Multi-tenant Kubernetes Architecture

There are two main ways of architecting the Kubernetes cluster: one is creating a cluster per tenant (multi-cluster pattern) and the other is hosting multiple tenants in a single cluster (multi-tenant pattern).

They both have pros & cons. For example, if you choose the multi-cluster pattern, you can strongly isolate workload and access permissions by cluster level but the burdens of managing the cluster and cluster components are increased (like needing to upgrade a cluster three times per year). On the other hand, if you go with the multi-tenant pattern, you don’t need to pay that cluster managing costs but you need to share the control plane and lots of caring of tenancy isolation and the design of access control are required.

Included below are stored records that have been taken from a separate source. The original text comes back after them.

use crate::infra::AppState;
use axum::http::{header, StatusCode};
use axum::response::IntoResponse;
use axum::routing::get;
use axum::{Extension, Json, Router};
use serde_json::json;
use talent_match::config::MatchingSettings;
use talent_match::matching::matching_router;

pub(crate) fn with_operational_routes(settings: MatchingSettings) -> Router {
    matching_router(settings)
        .route("/health", get(healthcheck))
        .route("/ready", get(readiness_endpoint))
        .route("/metrics", get(metrics_endpoint))
}

pub(crate) async fn healthcheck() -> Json<serde_json::Value> {
    Json(json!({ "status": "ok" }))
}

pub(crate) async fn readiness_endpoint(Extension(state): Extension<AppState>) -> impl IntoResponse {
    let ready = state.readiness.load(std::sync::atomic::Ordering::Relaxed);
    let status = if ready {
        StatusCode::OK
    } else {
        StatusCode::SERVICE_UNAVAILABLE
    };

    let payload = if ready {
        json!({ "status": "ready" })
    } else {
        json!({ "status": "initializing" })
    };

    (status, Json(payload))
}

pub(crate) async fn metrics_endpoint(Extension(state): Extension<AppState>) -> impl IntoResponse {
    (
        StatusCode::OK,
        [(header::CONTENT_TYPE, "text/plain; version=0.0.4")],
        state.metrics.render(),
    )
}

#[cfg(test)]
mod tests {
    use super::*;
    use axum::body::Body;
    use axum::http::Request;
    use metrics_exporter_prometheus::PrometheusBuilder;
    use std::sync::atomic::{AtomicBool, Ordering};
    use std::sync::Arc;
    use tower::ServiceExt;

    fn state(ready: bool) -> AppState {
        let recorder = PrometheusBuilder::new().build_recorder();
        AppState {
            readiness: Arc::new(AtomicBool::new(ready)),
            metrics: Arc::new(recorder.handle()),
        }
    }

    #[tokio::test]
    async fn healthcheck_reports_ok() {
        let Json(body) = healthcheck().await;
        assert_eq!(body["status"], "ok");
    }

    #[tokio::test]
    async fn readiness_follows_the_flag() {
        let app_state = state(false);
        let response = readiness_endpoint(Extension(app_state.clone()))
            .await
            .into_response();
        assert_eq!(response.status(), StatusCode::SERVICE_UNAVAILABLE);

        app_state.readiness.store(true, Ordering::Release);
        let response = readiness_endpoint(Extension(app_state)).await.into_response();
        assert_eq!(response.status(), StatusCode::OK);
    }

    #[tokio::test]
    async fn matching_routes_are_mounted_alongside_probes() {
        let app = with_operational_routes(MatchingSettings::default()).layer(Extension(state(true)));

        let health = app
            .clone()
            .oneshot(Request::get("/health").body(Body::empty()).unwrap())
            .await
            .unwrap();
        assert_eq!(health.status(), StatusCode::OK);

        let body = json!({
            "offer": { "id": 1, "recruiterId": 1, "title": "QA", "contractType": "CDI" },
            "candidates": []
        });
        let matches = app
            .oneshot(
                Request::post("/api/v1/matches/candidates")
                    .header(header::CONTENT_TYPE, "application/json")
                    .body(Body::from(body.to_string()))
                    .unwrap(),
            )
            .await
            .unwrap();
        assert_eq!(matches.status(), StatusCode::OK);
    }
}
//! Built-in Kubernetes health-check handlers.
//!
//! Kubernetes asks two questions. arbor answers them.
//!
//! | Probe | Path | Question |
//! |---|---|---|
//! | **Liveness** | `/healthz` | Is the process alive? Failure → restart. |
//! | **Readiness** | `/readyz` | Can the pod serve traffic? Failure → pulled from load-balancer. |
//!
//! Register them on your engine:
//!
//! ```rust
//! use arbor::{Engine, health};
//!
//! let mut app = Engine::new();
//! app.get("/healthz", health::liveness);
//! app.get("/readyz", health::readiness);
//! ```
//!
//! Override `readiness` with a custom handler if you need to gate on
//! dependency availability (database connections, downstream services,
//! etc.).

use http::StatusCode;

use crate::context::Context;

/// Kubernetes liveness probe handler.
///
/// Always returns `200 OK` with body `"ok"`. If the process can respond to
/// HTTP at all, it is alive — this handler intentionally has no
/// dependencies.
pub fn liveness(c: &mut Context) {
    c.string(StatusCode::OK, "ok");
}

/// Kubernetes readiness probe handler (default implementation).
///
/// Returns `200 OK` with body `"ready"`. Replace this with your own handler
/// if your application needs a warm-up period or must verify dependency
/// health before accepting traffic.
pub fn readiness(c: &mut Context) {
    c.string(StatusCode::OK, "ready");
}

To minimize the cost of cluster and cluster component management, and because we find there are many available features that enable us multitenancy e.g., Namespace, RBAC, NetworkPolicy, and so on, we decided to adopt the multi-tenant pattern.

The following diagram shows how we architect our multi-tenant Kubernetes (and integrate with other GCP ecosystems):

We use the Kubernetes namespace as a unit of the tenancy and create a namespace per service. We also configure RBAC to allow the service owners to access the namespace. The reason we don’t create the tenant per team is to allow changing the service ownership easily. For example, if you manage the tenant per team, when you want to transfer the service maintenance to another team, it becomes expensive to migrate the service between the namespaces. But if you manage the tenant per service, what you need to do when service transfer is changing the access role (RBAC) and it’s very cheap. The organization structure always changes and we considered it.

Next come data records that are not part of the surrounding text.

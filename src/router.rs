//! Trie-backed request router.
//!
//! One prefix tree per HTTP method plus one handler table keyed by
//! `(method, pattern)`. Built once at startup via registration calls and
//! immutable while serving, so concurrent reads need no synchronization.
//! You register a pattern, a request resolves to a handler. That is all.

use std::collections::HashMap;
use std::sync::Arc;

use http::{Method, StatusCode};
use tracing::info;

use crate::context::Context;
use crate::error::Error;
use crate::handler::{BoxedHandler, Handler};
use crate::trie::{Node, parse_pattern};

/// The routing table: registration in, resolution out.
///
/// Patterns use `/`-delimited segments; `:name` binds a single segment,
/// `*name` (or bare `*`) consumes the remainder of the path and must be the
/// last segment. Most applications register through
/// [`Engine`](crate::Engine) rather than holding a `Router` directly.
pub struct Router {
    /// One trie root per HTTP method, created lazily on first registration.
    roots: HashMap<Method, Node>,
    handlers: HashMap<(Method, String), BoxedHandler>,
}

impl Router {
    pub fn new() -> Self {
        Self {
            roots: HashMap::new(),
            handlers: HashMap::new(),
        }
    }

    /// Registers `handler` for a method + pattern pair.
    ///
    /// Fails with [`Error::MalformedPattern`] when a `*` segment is not the
    /// final segment, and with [`Error::DuplicateRoute`] when a *different*
    /// pattern already terminates at the same normalized segment sequence.
    /// Both surface at registration time, never at request time.
    /// Re-registering the identical pattern replaces its handler.
    pub fn add_route(
        &mut self,
        method: Method,
        pattern: &str,
        handler: impl Handler,
    ) -> Result<(), Error> {
        validate_pattern(pattern)?;
        let parts = parse_pattern(pattern);
        self.roots
            .entry(method.clone())
            .or_default()
            .insert(pattern, &parts, 0)?;

        info!(method = %method, pattern = %pattern, "route registered");
        self.handlers
            .insert((method, pattern.to_owned()), Arc::new(handler));
        Ok(())
    }

    /// Resolves a request path to `(matched pattern, extracted params)`.
    ///
    /// Pure and idempotent: resolving the same `(method, path)` twice
    /// against an unmodified router yields identical results.
    pub fn resolve(&self, method: &Method, path: &str) -> Option<(&str, HashMap<String, String>)> {
        let root = self.roots.get(method)?;
        let search_parts = parse_pattern(path);
        let node = root.search(&search_parts, 0)?;
        let pattern = node.pattern()?;

        // Re-walk the matched pattern alongside the request segments to
        // bind parameters. A named `*` takes the joined remainder; a bare
        // `*` consumes without binding.
        let mut params = HashMap::new();
        for (index, part) in parse_pattern(pattern).iter().enumerate() {
            if let Some(name) = part.strip_prefix(':') {
                params.insert(name.to_owned(), search_parts[index].to_owned());
            }
            if let Some(name) = part.strip_prefix('*') {
                if !name.is_empty() {
                    params.insert(name.to_owned(), search_parts[index..].join("/"));
                }
                break;
            }
        }
        Some((pattern, params))
    }

    /// Resolves the context's request and runs its chain.
    ///
    /// On a hit the stored handler becomes the chain's terminal entry; on a
    /// miss a 404 handler with a diagnostic body takes its place. Either
    /// way the chain starts here.
    pub(crate) fn dispatch(&self, c: &mut Context) {
        let resolved = self.resolve(c.method(), c.path()).and_then(|(pattern, params)| {
            let key = (c.method().clone(), pattern.to_owned());
            self.handlers.get(&key).map(|h| (Arc::clone(h), params))
        });

        match resolved {
            Some((handler, params)) => {
                c.set_params(params);
                c.push_handler(handler);
            }
            None => c.push_handler(Arc::new(not_found)),
        }
        c.next();
    }
}

impl Default for Router {
    fn default() -> Self {
        Self::new()
    }
}

fn not_found(c: &mut Context) {
    let path = c.path().to_owned();
    c.string(StatusCode::NOT_FOUND, format!("404 NOT FOUND: {path}\n"));
}

fn validate_pattern(pattern: &str) -> Result<(), Error> {
    let parts: Vec<&str> = pattern.split('/').filter(|p| !p.is_empty()).collect();
    if let Some(index) = parts.iter().position(|p| p.starts_with('*')) {
        if index != parts.len() - 1 {
            return Err(Error::MalformedPattern {
                pattern: pattern.to_owned(),
                reason: "a `*` segment must be the last segment",
            });
        }
    }
    Ok(())
}

#[cfg(test)]
mod tests {
    use super::*;

    fn noop(_c: &mut Context) {}

    fn test_router() -> Router {
        let mut r = Router::new();
        r.add_route(Method::GET, "/", noop).unwrap();
        r.add_route(Method::GET, "/hello/:name", noop).unwrap();
        r.add_route(Method::GET, "/hello/b/c", noop).unwrap();
        r.add_route(Method::GET, "/hi/:name", noop).unwrap();
        r.add_route(Method::GET, "/assets/*filepath", noop).unwrap();
        r
    }

    #[test]
    fn parametric_route_binds_its_segment() {
        let r = test_router();
        let (pattern, params) = r.resolve(&Method::GET, "/hello/geektutu").unwrap();
        assert_eq!(pattern, "/hello/:name");
        assert_eq!(params.get("name").map(String::as_str), Some("geektutu"));
    }

    #[test]
    fn literal_route_wins_over_parameter_when_deeper() {
        let r = test_router();
        let (pattern, params) = r.resolve(&Method::GET, "/hello/b/c").unwrap();
        assert_eq!(pattern, "/hello/b/c");
        assert!(params.is_empty());
    }

    #[test]
    fn wildcard_captures_the_joined_remainder() {
        let r = test_router();
        let (pattern, params) = r.resolve(&Method::GET, "/assets/css/a.css").unwrap();
        assert_eq!(pattern, "/assets/*filepath");
        assert_eq!(params.get("filepath").map(String::as_str), Some("css/a.css"));
    }

    #[test]
    fn structural_miss_is_a_clean_none() {
        let r = test_router();
        assert!(r.resolve(&Method::GET, "/unknown").is_none());
        assert!(r.resolve(&Method::GET, "/hello/b/c/d").is_none());
        // No root registered for the method at all.
        assert!(r.resolve(&Method::POST, "/hello/geektutu").is_none());
    }

    #[test]
    fn trailing_slash_is_not_distinguished() {
        let r = test_router();
        let (pattern, _) = r.resolve(&Method::GET, "/hello/geektutu/").unwrap();
        assert_eq!(pattern, "/hello/:name");
    }

    #[test]
    fn duplicate_registration_is_an_error() {
        let mut r = Router::new();
        r.add_route(Method::GET, "/p/:lang", noop).unwrap();
        assert!(matches!(
            r.add_route(Method::GET, "/p/a", noop),
            Err(Error::DuplicateRoute { .. })
        ));
        // Same shape under a different method is fine.
        r.add_route(Method::POST, "/p/a", noop).unwrap();
    }

    #[test]
    fn misplaced_wildcard_is_rejected() {
        let mut r = Router::new();
        assert!(matches!(
            r.add_route(Method::GET, "/files/*path/meta", noop),
            Err(Error::MalformedPattern { .. })
        ));
        assert!(matches!(
            r.add_route(Method::GET, "/p/*name/*", noop),
            Err(Error::MalformedPattern { .. })
        ));
        r.add_route(Method::GET, "/files/*path", noop).unwrap();
    }

    #[test]
    fn resolution_is_idempotent() {
        let r = test_router();
        let first = r.resolve(&Method::GET, "/hello/geektutu").map(|(p, m)| (p.to_owned(), m));
        let second = r.resolve(&Method::GET, "/hello/geektutu").map(|(p, m)| (p.to_owned(), m));
        assert_eq!(first, second);
        assert!(first.is_some());
    }
}
//! # arbor
//!
//! A minimal HTTP request-dispatch framework. A request comes in, a trie
//! resolves it to a handler, and an ordered middleware chain runs around
//! that handler. Nothing more. Nothing less.
//!
//! ## The contract
//!
//! The reverse proxy in front of you handles TLS, rate limiting, slow
//! clients, and body-size limits. arbor does not. What's left is the part
//! that changes between applications:
//!
//! - **Trie routing** — per-method prefix tree with static segments,
//!   `:name` parameters, and `*filepath` wildcard tails; conflicts are
//!   caught at startup, not at request time
//! - **Onion middleware** — a per-request chain driven by an explicit
//!   cursor: [`Context::next`] yields downstream, [`Context::fail`]
//!   short-circuits
//! - **Route groups** — prefix scopes that bundle shared middleware and
//!   nest
//! - **Graceful shutdown** — SIGTERM / Ctrl-C, drains in-flight requests
//!
//! The dispatch core itself performs no I/O: [`Engine::handle`] maps a
//! [`Request`] to a [`Response`], and the bundled [`Server`] is just hyper
//! plumbing around it. Embed the engine in any transport that can hand it
//! method + path + headers + body.
//!
//! ## Quick start
//!
//! ```rust,no_run
//! use arbor::{Context, Engine, Server, StatusCode};
//!
//! #[tokio::main]
//! async fn main() {
//!     // Recovery + request logging installed; use Engine::new() for none.
//!     let mut app = Engine::with_defaults();
//!
//!     app.get("/users/:id", get_user);
//!
//!     let mut admin = app.group("/admin");
//!     admin.use_middleware(|c: &mut Context| {
//!         if c.header("authorization").is_none() {
//!             c.fail(StatusCode::UNAUTHORIZED, "missing credentials");
//!         }
//!     });
//!     admin.get("/stats", |c: &mut Context| {
//!         c.json(StatusCode::OK, &serde_json::json!({ "uptime": "forever" }));
//!     });
//!
//!     Server::bind("0.0.0.0:3000").serve(app).await.unwrap();
//! }
//!
//! fn get_user(c: &mut Context) {
//!     let id = c.param("id").unwrap_or("unknown").to_owned();
//!     c.json(StatusCode::OK, &serde_json::json!({ "id": id }));
//! }
//! ```

mod context;
mod engine;
mod error;
mod handler;
mod request;
mod response;
mod router;
mod server;
mod trie;

pub mod health;
pub mod middleware;

pub use context::Context;
pub use engine::{Engine, RouterGroup};
pub use error::Error;
pub use handler::Handler;
pub use request::Request;
pub use response::{ContentType, Response};
pub use router::Router;
pub use server::Server;

// The HTTP vocabulary types are the `http` crate's — re-exported so
// applications need no direct dependency on it.
pub use http::{Method, StatusCode};
//! HTTP server and graceful shutdown.
//!
//! The transport half of the crate: everything here is plumbing between
//! hyper and [`Engine::handle`]. The dispatch core never touches a socket —
//! it receives method + path + headers + body and produces status +
//! headers + body — so this module is replaceable by any host HTTP layer
//! that honors that contract.
//!
//! # Graceful shutdown and Kubernetes
//!
//! When Kubernetes terminates a pod it sends **SIGTERM** and waits
//! `terminationGracePeriodSeconds` (default 30 s) before sending SIGKILL.
//!
//! The server reacts by:
//! 1. Immediately stopping `listener.accept()` — no new connections are made.
//! 2. Letting every in-flight connection task run to completion.
//! 3. Returning from [`Server::serve`], which lets `main` exit cleanly.
//!
//! Set `terminationGracePeriodSeconds` in your pod spec to a value longer
//! than your slowest request. 30 s is a reasonable default for most APIs.

use std::net::SocketAddr;
use std::sync::Arc;

use bytes::Bytes;
use http::StatusCode;
use http_body_util::{BodyExt, Full};
use hyper::service::service_fn;
use hyper_util::rt::{TokioExecutor, TokioIo};
use hyper_util::server::conn::auto::Builder as ConnBuilder;
use tokio::net::TcpListener;
use tracing::{error, info};

use crate::engine::Engine;
use crate::error::Error;
use crate::request::Request;
use crate::response::Response;

/// The HTTP server.
pub struct Server {
    addr: SocketAddr,
}

impl Server {
    /// Configures the server to bind to `addr` when [`serve`](Server::serve)
    /// is called.
    ///
    /// # Panics
    ///
    /// Panics if `addr` is not a valid `host:port` string.
    ///
    /// # Example
    ///
    /// ```rust,no_run
    /// use arbor::Server;
    /// let server = Server::bind("0.0.0.0:3000");
    /// ```
    pub fn bind(addr: &str) -> Self {
        let addr: SocketAddr = addr.parse().expect("invalid socket address");
        Self { addr }
    }

    /// Starts accepting connections and dispatching them through `engine`.
    ///
    /// Returns only after a full graceful shutdown (SIGTERM or Ctrl-C,
    /// followed by all in-flight requests completing).
    pub async fn serve(self, engine: Engine) -> Result<(), Error> {
        let listener = TcpListener::bind(self.addr).await?;

        // Wrap the engine in Arc so it can be shared across concurrent
        // connection tasks without copying the routing tables.
        let engine = Arc::new(engine);

        info!(addr = %self.addr, "arbor listening");

        // JoinSet tracks every spawned connection task so we can wait for
        // them all to finish during graceful shutdown.
        let mut tasks = tokio::task::JoinSet::new();

        // Pin the shutdown future so we can poll it in a loop.
        // Futures in Rust must not move in memory after the first poll — that
        // is what `Pin` enforces. `tokio::pin!` pins the future on the stack.
        let shutdown = shutdown_signal();
        tokio::pin!(shutdown);

        loop {
            tokio::select! {
                // `biased` makes select! check arms top-to-bottom instead of
                // randomly. We check shutdown first so a SIGTERM immediately
                // stops accepting new connections, even if more are queued.
                biased;

                () = &mut shutdown => {
                    info!(in_flight = tasks.len(), "shutdown signal received, draining connections");
                    break;
                }

                res = listener.accept() => {
                    let (stream, remote_addr) = match res {
                        Ok(v) => v,
                        Err(e) => {
                            error!("accept error: {e}");
                            continue;
                        }
                    };

                    let engine = Arc::clone(&engine);
                    // TokioIo adapts tokio's AsyncRead/AsyncWrite to the hyper
                    // IO traits.
                    let io = TokioIo::new(stream);

                    tasks.spawn(async move {
                        // `service_fn` turns a plain async function into a
                        // hyper `Service`. The closure is called once per
                        // request on the connection, not once per connection.
                        let svc = service_fn(move |req| {
                            let engine = Arc::clone(&engine);
                            async move { dispatch(engine, req).await }
                        });

                        // `auto::Builder` transparently handles both HTTP/1.1
                        // and HTTP/2 — whatever the client negotiates.
                        if let Err(e) = ConnBuilder::new(TokioExecutor::new())
                            .serve_connection(io, svc)
                            .await
                        {
                            error!(peer = %remote_addr, "connection error: {e}");
                        }
                    });
                }

                // Reap finished connection tasks so the JoinSet does not grow
                // without bound on long-running servers.
                Some(_) = tasks.join_next(), if !tasks.is_empty() => {}
            }
        }

        // Drain: wait for every in-flight connection to finish before we return.
        while tasks.join_next().await.is_some() {}

        info!("arbor stopped");
        Ok(())
    }
}

// ── Request dispatch ──────────────────────────────────────────────────────────

/// Transport glue for one request: collect the body, hand the engine a
/// [`Request`], convert its [`Response`] back.
///
/// The error type is [`Infallible`](std::convert::Infallible) — the engine
/// renders all per-request failures as responses (404, 500, …), so hyper
/// never sees an error. A handler panic with no recovery middleware
/// installed unwinds through here and fails only this connection's task.
async fn dispatch(
    engine: Arc<Engine>,
    req: hyper::Request<hyper::body::Incoming>,
) -> Result<http::Response<Full<Bytes>>, std::convert::Infallible> {
    let (parts, body) = req.into_parts();

    let body = match body.collect().await {
        Ok(collected) => collected.to_bytes(),
        Err(e) => {
            error!("body read error: {e}");
            return Ok(Response::empty(StatusCode::BAD_REQUEST).into_http());
        }
    };

    let request = Request::from_http(&parts, body);
    Ok(engine.handle(request).into_http())
}

// ── Shutdown signal ───────────────────────────────────────────────────────────

/// Resolves on the first shutdown signal the process receives.
///
/// On Unix this listens for both **SIGTERM** (sent by `kubectl` and the
/// Kubernetes control plane) and **SIGINT** (Ctrl-C, for local dev).
/// On Windows only Ctrl-C is available.
async fn shutdown_signal() {
    let ctrl_c = async {
        tokio::signal::ctrl_c()
            .await
            .expect("failed to install Ctrl-C handler");
    };

    #[cfg(unix)]
    let sigterm = async {
        tokio::signal::unix::signal(tokio::signal::unix::SignalKind::terminate())
            .expect("failed to install SIGTERM handler")
            .recv()
            .await;
    };

    // `pending()` is a future that never resolves — on non-Unix platforms
    // the SIGTERM arm is effectively disabled.
    #[cfg(not(unix))]
    let sigterm = std::future::pending::<()>();

    tokio::select! {
        () = ctrl_c   => {}
        () = sigterm  => {}
    }
}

We try to avoid hosting stateful workloads on Kubernetes and utilize the managed DB provided by GCP as much as possible. Since we can not strongly isolate the GCP resources access policy within a single GCP project (it’s getting better though), we decided to create one GCP project per tenant (service). If the service’s workload needs to store some state, DB (e.g., Cloud Spanner) is created in its GCP project and connected from the workloads on its own namespace.

Not only GCP, but we also use the other infrastructure toolings like Spinnaker for the delivery platform and SaaS like PagerDuty for the on-calling scheduling. Even in such components, we also configure tenants or create accounts per service and have a consistent multitenancy architecture.

(If I look back about the decision of multitenant architecture, I think it was a good decision. After we created the cluster, we’ve been investing lots of time in maintaining it: upgrading the cluster itself and various components like Istio, enabling new features provided by GCP, responding to CVE, and so on. If we had lots of clusters to maintain, it should have been really hard. Of course, we have some complexity but compared with the maintenance cost, it’s cheap.)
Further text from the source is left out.